There's another warmth pressed to his side before he can summon any effort to tell if that was a lietruth or not. As if he can hear that—and knowing Remus, he probably actually can—the warmth under his chin shakes back and forth and he makes another noise.

"None of that right now, Snakey. Not the time for that. Now is time for cuddles and warmth and you not being cold all by yourself."

"Don't scold him," Logan chides as his hands start to card through his hair and oh, what was that about thinking? Effort? Janus is never going to think about anything again, not with how this feels right now. "There…oh, you poor thing."

Logan's hands start to move, carefully tracing along the top of his hairline, down over his cheeks, his nose, down to under his chin. He follows the touch, trying to pull himself back out of the swirling grey mists—how could he want to stay down there, in the cold, when there is warmth to be had? He is only a snake, after all, and he chases the sun.

"I like how Logan gets the sun comparison when we've all agreed before that he's more moon-coded than anything else."

"Jealousy's a killer, Roro, get well soon."

"I'll show you get well soon."

"No, you won't," Patton's voice says before softening considerably. "Hey, sweetheart, you're okay.

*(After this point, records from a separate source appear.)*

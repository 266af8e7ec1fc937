//! mind-rs CLI: generate a decision and explain it with dictionary features

use anyhow::{bail, Context, Result};
use clap::Parser;
use mind_rs::{DecidePipeline, DecideRequest, DecideResponse, MindError, ModelConfig};
use std::io::{BufRead, Write};
use std::path::PathBuf;
use tracing::{info, warn, Level};
use tracing_subscriber::FmtSubscriber;

#[derive(Parser)]
#[command(name = "mind-rs")]
#[command(about = "Interpretable decisions from a generative model")]
#[command(version)]
struct Cli {
    /// JSON configuration file
    #[arg(short, long)]
    config: Option<PathBuf>,

    /// Model directory or `HuggingFace` ID (e.g., "meta-llama/Meta-Llama-3-8B-Instruct")
    #[arg(short, long)]
    model: Option<String>,

    /// Sparse dictionary checkpoint (safetensors)
    #[arg(long)]
    sae: Option<PathBuf>,

    /// Capture layer (e.g., "layers.14.mlp.down_proj")
    #[arg(short, long)]
    layer: Option<String>,

    /// Device: cpu, cuda, cuda:N or metal
    #[arg(short, long)]
    device: Option<String>,

    /// Refiner checkpoint (safetensors)
    #[arg(long)]
    hrm: Option<PathBuf>,

    /// Prompt for a one-shot request
    #[arg(short, long)]
    prompt: Option<String>,

    /// Agent issuing the one-shot request
    #[arg(long, default_value = "cli")]
    agent_id: String,

    #[arg(long, default_value_t = 64)]
    max_new_tokens: usize,

    /// Skip refinement for the one-shot request
    #[arg(long)]
    no_hrm: bool,

    /// One-shot request as a JSON file
    #[arg(
        short,
        long,
        conflicts_with_all = ["prompt", "agent_id", "max_new_tokens", "no_hrm"]
    )]
    request: Option<PathBuf>,

    /// Read JSON-lines requests from stdin, write JSON-lines responses to stdout
    #[arg(
        long,
        conflicts_with_all = ["prompt", "request", "agent_id", "max_new_tokens", "no_hrm"]
    )]
    serve: bool,

    /// Verbose output
    #[arg(short, long)]
    verbose: bool,
}

impl Cli {
    fn model_config(&self) -> Result<ModelConfig> {
        let mut config = match (&self.config, &self.model) {
            (Some(path), _) => ModelConfig::load(path)
                .with_context(|| format!("loading config {}", path.display()))?,
            (None, Some(model)) => ModelConfig::new(model.clone()),
            (None, None) => bail!("either --config or --model is required"),
        };
        if let Some(model) = &self.model {
            config.model_path.clone_from(model);
        }
        if let Some(sae) = &self.sae {
            config.sae_path = Some(sae.clone());
        }
        if let Some(layer) = &self.layer {
            config.capture_layer = Some(layer.clone());
        }
        if let Some(device) = &self.device {
            config.device.clone_from(device);
        }
        if let Some(hrm) = &self.hrm {
            config.hrm_path = Some(hrm.clone());
        }
        config.validate()?;
        Ok(config)
    }

    fn one_shot_request(&self) -> Result<DecideRequest> {
        if let Some(path) = &self.request {
            let text = std::fs::read_to_string(path)
                .with_context(|| format!("reading request {}", path.display()))?;
            return Ok(serde_json::from_str(&text)?);
        }
        let Some(prompt) = &self.prompt else {
            bail!("one of --prompt, --request or --serve is required");
        };
        Ok(DecideRequest {
            agent_id: self.agent_id.clone(),
            prompt: prompt.clone(),
            hrm_enabled: !self.no_hrm,
            max_new_tokens: self.max_new_tokens,
        })
    }
}

fn main() -> Result<()> {
    let cli = Cli::parse();

    // Logs go to stderr so stdout carries only responses
    let level = if cli.verbose {
        Level::DEBUG
    } else {
        Level::INFO
    };
    let subscriber = FmtSubscriber::builder()
        .with_max_level(level)
        .with_target(false)
        .with_writer(std::io::stderr)
        .finish();
    tracing::subscriber::set_global_default(subscriber)?;

    let config = cli.model_config()?;
    let request = if cli.serve {
        None
    } else {
        let request = cli.one_shot_request()?;
        request.validate(config.max_new_tokens_limit)?;
        Some(request)
    };
    eprintln!("=== mind-rs ===");
    eprintln!("Model:  {}", config.model_path);
    eprintln!("Device: {}", config.device);
    match (&config.sae_path, &config.capture_layer) {
        (Some(sae), Some(layer)) => eprintln!("SAE:    {} @ {layer}", sae.display()),
        (None, Some(layer)) => eprintln!("Layer:  {layer} (no dictionary)"),
        _ => eprintln!("SAE:    disabled"),
    }

    let pipeline = DecidePipeline::from_config(&config)?;
    info!("Pipeline ready");

    let Some(request) = request else {
        return serve(&pipeline, config.max_new_tokens_limit);
    };
    let response = pipeline.decide(&request)?;
    println!("{}", serde_json::to_string_pretty(&response)?);
    Ok(())
}

/// Answer one JSON request per stdin line until EOF.
fn serve(pipeline: &DecidePipeline, max_new_tokens_limit: usize) -> Result<()> {
    let stdin = std::io::stdin();
    let mut stdout = std::io::stdout().lock();
    let mut served = 0usize;

    for line in stdin.lock().lines() {
        let line = line?;
        if line.trim().is_empty() {
            continue;
        }
        let reply = match handle_line(pipeline, &line, max_new_tokens_limit) {
            Ok(response) => serde_json::to_value(&response)?,
            Err(e) => {
                warn!("Request failed: {e}");
                serde_json::json!({ "error": e.to_string(), "retryable": e.is_retryable() })
            }
        };
        writeln!(stdout, "{reply}")?;
        stdout.flush()?;
        served += 1;
    }

    info!("Served {served} requests");
    Ok(())
}

fn handle_line(
    pipeline: &DecidePipeline,
    line: &str,
    max_new_tokens_limit: usize,
) -> std::result::Result<DecideResponse, MindError> {
    let request: DecideRequest = serde_json::from_str(line)?;
    request.validate(max_new_tokens_limit)?;
    pipeline.decide(&request)
}
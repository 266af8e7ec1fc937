//! LLaMA forward pass with named-stage capture
//!
//! Runs the decoder layer by layer with a KV-cache and reports stage outputs
//! to a [`StageObserver`]. Every stage the observer wants is reported exactly
//! once per forward pass; during generation that is once for the prompt pass
//! and once per decode step.
//!
//! ## Stage names
//!
//! | stage                      | tensor                                |
//! |----------------------------|---------------------------------------|
//! | `embed_tokens`             | token embeddings                      |
//! | `layers.{i}.self_attn`     | attention output (after `o_proj`)     |
//! | `layers.{i}.mlp`           | MLP output                            |
//! | `layers.{i}.mlp.down_proj` | same tensor as `layers.{i}.mlp`       |
//! | `layers.{i}`               | residual stream after decoder layer i |
//! | `norm`                     | final normalized hidden states        |
//!
//! All outputs have shape `[batch, seq, hidden_size]`.

use std::path::{Path, PathBuf};

use candle_core::{DType, Device, IndexOp, Module, Tensor};
use candle_nn::{embedding, linear_no_bias, Embedding, Linear, RmsNorm, VarBuilder};
use hf_hub::{api::sync::Api, Repo, RepoType};
use rand::Rng;
use serde::Deserialize;
use tracing::{debug, info};

use crate::error::{MindError, Result};
use crate::kv_cache::KVCache;
use crate::model::{CancelFlag, StageObserver};

/// Model configuration (subset of HuggingFace `config.json`)
#[derive(Debug, Clone, Deserialize)]
pub struct LlamaConfig {
    pub hidden_size: usize,
    pub intermediate_size: usize,
    pub num_attention_heads: usize,
    #[serde(default)]
    pub num_key_value_heads: Option<usize>,
    pub num_hidden_layers: usize,
    pub vocab_size: usize,
    #[serde(default = "default_rope_theta")]
    pub rope_theta: f64,
    #[serde(default = "default_rms_norm_eps")]
    pub rms_norm_eps: f64,
    #[serde(default = "default_max_position_embeddings")]
    pub max_position_embeddings: usize,
    #[serde(default)]
    pub tie_word_embeddings: bool,
    #[serde(default)]
    pub eos_token_id: Option<EosTokens>,
}

/// `eos_token_id` is a single id in older configs and a list in Llama 3.
#[derive(Debug, Clone, Deserialize)]
#[serde(untagged)]
pub enum EosTokens {
    One(u32),
    Many(Vec<u32>),
}
//! Request and response contract of the decide call

use serde::{Deserialize, Serialize};

use crate::error::{MindError, Result};
use crate::sae::FeatureReading;

fn default_hrm_enabled() -> bool {
    true
}

fn default_max_new_tokens() -> usize {
    64
}

/// One decide request
#[derive(Debug, Clone, PartialEq, Serialize, Deserialize)]
pub struct DecideRequest {
    pub agent_id: String,
    pub prompt: String,
    #[serde(default = "default_hrm_enabled")]
    pub hrm_enabled: bool,
    #[serde(default = "default_max_new_tokens")]
    pub max_new_tokens: usize,
}

impl DecideRequest {
    /// Request with default refinement and generation length
    pub fn new(agent_id: impl Into<String>, prompt: impl Into<String>) -> Self {
        Self {
            agent_id: agent_id.into(),
            prompt: prompt.into(),
            hrm_enabled: default_hrm_enabled(),
            max_new_tokens: default_max_new_tokens(),
        }
    }

    /// Boundary checks applied before a request enters the pipeline
    pub fn validate(&self, max_new_tokens_limit: usize) -> Result<()> {
        if self.agent_id.trim().is_empty() {
            return Err(MindError::InvalidRequest("agent_id is empty".to_string()));
        }
        if self.prompt.is_empty() {
            return Err(MindError::InvalidRequest("prompt is empty".to_string()));
        }
        if self.max_new_tokens == 0 || self.max_new_tokens > max_new_tokens_limit {
            return Err(MindError::InvalidRequest(format!(
                "max_new_tokens must be in 1..={max_new_tokens_limit}, got {}",
                self.max_new_tokens
            )));
        }
        Ok(())
    }
}

/// One feature in a response
#[derive(Debug, Clone, Copy, PartialEq, Serialize, Deserialize)]
pub struct FeatureValue {
    pub feature_id: usize,
    pub value: f32,
}

impl From<FeatureReading> for FeatureValue {
    fn from(r: FeatureReading) -> Self {
        Self {
            feature_id: r.feature_id,
            value: r.value,
        }
    }
}

/// Result of one decide request
#[derive(Debug, Clone, PartialEq, Serialize, Deserialize)]
pub struct DecideResponse {
    pub text: String,
    pub features: Vec<FeatureValue>,
    #[serde(default)]
    pub hrm_vector: Option<Vec<f32>>,
}

#[cfg(test)]
mod tests {
    use super::*;

    #[test]
    fn test_request_defaults() {
        let req: DecideRequest =
            serde_json::from_str(r#"{"agent_id": "a-1", "prompt": "Should I buy?"}"#).unwrap();
        assert!(req.hrm_enabled);
        assert_eq!(req.max_new_tokens, 64);
        assert_eq!(req, DecideRequest::new("a-1", "Should I buy?"));
    }

    #[test]
    fn test_request_requires_prompt() {
        let parsed: std::result::Result<DecideRequest, _> =
            serde_json::from_str(r#"{"agent_id": "a-1"}"#);
        assert!(parsed.is_err());
    }

    #[test]
    fn test_validate() {
        let req = DecideRequest::new("a-1", "hi");
        assert!(req.validate(512).is_ok());

        let mut long = req.clone();
        long.max_new_tokens = 513;
        assert!(matches!(long.validate(512), Err(MindError::InvalidRequest(_))));

        let mut zero = req.clone();
        zero.max_new_tokens = 0;
        assert!(zero.validate(512).is_err());

        assert!(DecideRequest::new("", "hi").validate(512).is_err());
        assert!(DecideRequest::new("a-1", "").validate(512).is_err());
    }

    #[test]
    fn test_response_without_refinement_serializes_null() {
        let resp = DecideResponse {
            text: "hold".to_string(),
            features: vec![FeatureValue {
                feature_id: 3,
                value: 1.5,
            }],
            hrm_vector: None,
        };
        let json = serde_json::to_value(&resp).unwrap();
        assert!(json["hrm_vector"].is_null());
        assert_eq!(json["features"][0]["feature_id"], 3);
    }
}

You're here with us, in the living room, everyone's safe. Everyone's here, you're lying on the ground, Remus is on top of you, Logan is touching your face. I'm sitting right next to you, if you stretch your right hand out, you'll feel mine—"

He does, and another hand takes his and squeezes.

"—see? There you go, just like that, that's good. Roman's getting the blankets down from the closet and Virgil is keeping watch."

"Nothing's gonna happen to you right now," Virgil says, "you just worry about getting warm. I'll worry about everything else."

Yes. That's Virgil's job, worrying. He's very good at it. If Virgil is handling the worrying, then Janus doesn't have to.

"Okay, blankets coming right up," Roman murmurs, and then there are soft things gently brushing his cheek. "Let's see which one of these pass the Janus test, yeah? That one? Okay, and this one? No? Alright, not that one…"

A total of six blankets pass the Janus test. Roman lays a gentle hand on his shoulder and there's a brief cool shimmer as his clothes fade to a soft shirt and boxers. Remus's warmth is all the more overwhelming now that there's so much of him pressed against Janus and Logan's touches intensify as the wave of warm warm warm slams into his chest—

"Shh, it's okay, Snakey, we're right here. I gotcha, Lolo's gotcha, Roro's gotcha. We're just setting up the nest, okay? You're doing so good. It's okay. You don't have to do it alone anymore."

"Help me lift him, Re—"

He's laid on something soft, surrounded by something soft, and he keeps letting these little noises slip through his lips and that's—that's bad, right? He's not supposed to be doing that, right?

"No, Janus, that's alright, that's good, it's okay." Logan's fingers curl and trace along his scalp. "That's what you're supposed to do right now, it's alright."

"You're safe, " Patton agrees, "you're okay. You're gonna be okay."

The first fold: truth. The others will never let him get hurt.

The second fold: understanding. The others will never let him get hurt.

The third fold: belief. The others will—

The others—

The—

"Oh, Janus," Roman whispers, "it's okay. Take your time. We'll be right here until you feel better. Don't rush, okay? It's okay. Just take your time."

(There is a reason the third fold is the trickiest. Do not be ashamed, little one, if it takes time to believe something, truth or lie.)